Duhon returned full throttle to the pro circuit in 1992, finishing fourth in the world in ’92. He won his third and final world championship in ’93.
“A lot of people said I had gotten too old and said I was slippin’,” Duhon said. “I showed myself and everyone I still had it.”
Duhon avoided serious injuries in his career until he was sixth in the world in March 1995 and tore knee ligaments. Then, he had a 40,000-point lead in the steer wrestling standings in May 1998 when he again tore ligaments. He still finished fifth in the world.

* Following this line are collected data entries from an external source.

//! Some helper datatypes

use crate::vec_map::NumericId;
use std::fmt::{self, Debug, Display, Formatter};
use std::ops::Not;
use tinyvec::TinyVec;

/// The error raised when a branch of the search fails and has to be
/// backtracked
#[derive(Copy, Clone, Debug, Eq, PartialEq)]
pub struct Unsat;

/// A clause is the disjunction (OR) of a bunch of literals
// The number 6 chosen bc it's the most a TinyVec can store in 32 bytes
// (on x86_64, given that Literal is 4 bytes)
pub type Clause = TinyVec<[Literal; 6]>;

/// A variable ID
///
/// Zero-based: DIMACS variable `v` is `VarId(v - 1)`. All ids are less than
/// 2^31
#[derive(Debug, Copy, Clone, Eq, PartialEq, Ord, PartialOrd, Hash)]
pub struct VarId(pub u32);

impl VarId {
    #[inline]
    pub fn new(id: u32) -> Self {
        assert!(id < 1 << 31);
        Self(id)
    }

    /// The 1-based number used for this variable in DIMACS files
    #[inline]
    pub fn dimacs(self) -> u32 {
        self.0 + 1
    }
}

impl NumericId for VarId {
    #[inline]
    fn to_index(self) -> usize {
        self.0 as usize
    }

    #[inline]
    fn from_index(index: usize) -> Self {
        Self::new(index as u32)
    }
}

/// A literal is either a variable or the negation of a variable
///
/// They are encoded in 32 bits using a 31-bit numerical id, plus a flag for
/// whether they're negated
#[derive(Copy, Clone, Eq, PartialEq, PartialOrd, Ord, Hash)]
pub struct Literal {
    inner: u32,
}

impl Debug for Literal {
    fn fmt(&self, f: &mut Formatter<'_>) -> fmt::Result {
        if self.is_negated() {
            write!(f, "Literal(neg {:?})", self.var_id())
        } else {
            write!(f, "Literal({:?})", self.var_id())
        }
    }
}

impl Display for Literal {
    fn fmt(&self, f: &mut Formatter<'_>) -> fmt::Result {
        write!(f, "{}", self.to_dimacs())
    }
}

impl Not for Literal {
    type Output = Self;

    fn not(self) -> Self {
        Self {
            inner: self.inner ^ 1,
        }
    }
}

/// Required for `TinyVec`.  Please don't use.
impl Default for Literal {
    fn default() -> Self {
        Self { inner: 0 }
    }
}

impl Literal {
    /// Make a new (non-negated) literal with the given ID.
    #[inline]
    pub fn new(id: VarId) -> Self {
        Self { inner: id.0 << 1 }
    }

    /// The literal that makes `id` take the given value
    #[inline]
    pub fn with_value(id: VarId, value: bool) -> Self {
        if value {
            Self::new(id)
        } else {
            !Self::new(id)
        }
    }

    /// Convert from the signed, 1-based DIMACS encoding
    ///
    /// Returns `None` for `0`, which is a clause terminator and not a literal
    pub fn from_dimacs(lit: i32) -> Option<Self> {
        if lit == 0 {
            return None;
        }
        let var = VarId::new(lit.unsigned_abs() - 1);
        Some(Self::with_value(var, lit > 0))
    }

    pub fn to_dimacs(self) -> i64 {
        let id = i64::from(self.var_id().dimacs());
        if self.is_negated() {
            -id
        } else {
            id
        }
    }

    #[inline]
    pub fn var_id(self) -> VarId {
        VarId(self.inner >> 1)
    }

    #[inline]
    pub fn is_negated(self) -> bool {
        self.inner & 1 != 0
    }

    /// The value the variable needs for this literal to be true
    #[inline]
    pub fn polarity(self) -> bool {
        !self.is_negated()
    }
}

#[derive(Debug, Eq, PartialEq, Copy, Clone)]
pub enum VarState {
    False,
    True,
    /// Hasn't been assigned yet
    Unknown,
}
pub use VarState::*;

impl Not for VarState {
    type Output = VarState;

    fn not(self) -> Self::Output {
        match self {
            False => True,
            True => False,
            Unknown => Unknown,
        }
    }
}

impl From<bool> for VarState {
    fn from(value: bool) -> Self {
        if value {
            True
        } else {
            False
        }
    }
}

“After that, I kinda slowed down,” he said. “I kept getting injuries. I’ve had both shoulders worked on as well as my back and a full replacement knee.”
He won one last steer wrestling event in 2000 at the National Western Stock Show and Rodeo in Denver, then decided he was done.
Three years later in November 2003, Duhon’s father, the man who taught him everything he knew about steer wrestling, passed away.
While his dad has been gone now for 19 years, it’s fascinating how Duhon has navigated the circle of life.
His oldest son Steven went on to play football and his younger son Dustin joined the rodeo team, both at small Texas colleges.
“It’s kinda my split personality – one played football and one rodeoed,” Duhon said with a laugh.
Like his dad, Duhon has transitioned into a rural life in which he raises cattle, trains and sells horses and most importantly hosts all and any kids who want to rodeo.
“I always have kids come over to practice or something,” he said. “My dad helped as many as he could as long as they were good kids. He didn’t charge them anything. So, I kind of carry on what he did.”
And if those young’uns pay close attention, they may hear some pearls of wisdom that Billy Duhon passed down to his son. There’s one that has served Steve well, all the way from his one-year LSU football pitstop to being honored in two Hall of Fames.
And it’s this:
“Never quit. If you go to do it, then do it. If you’ve set a goal, bear down, put your head down and don’t stop until you succeed.”
Written for the LSWA by Ron Higgins.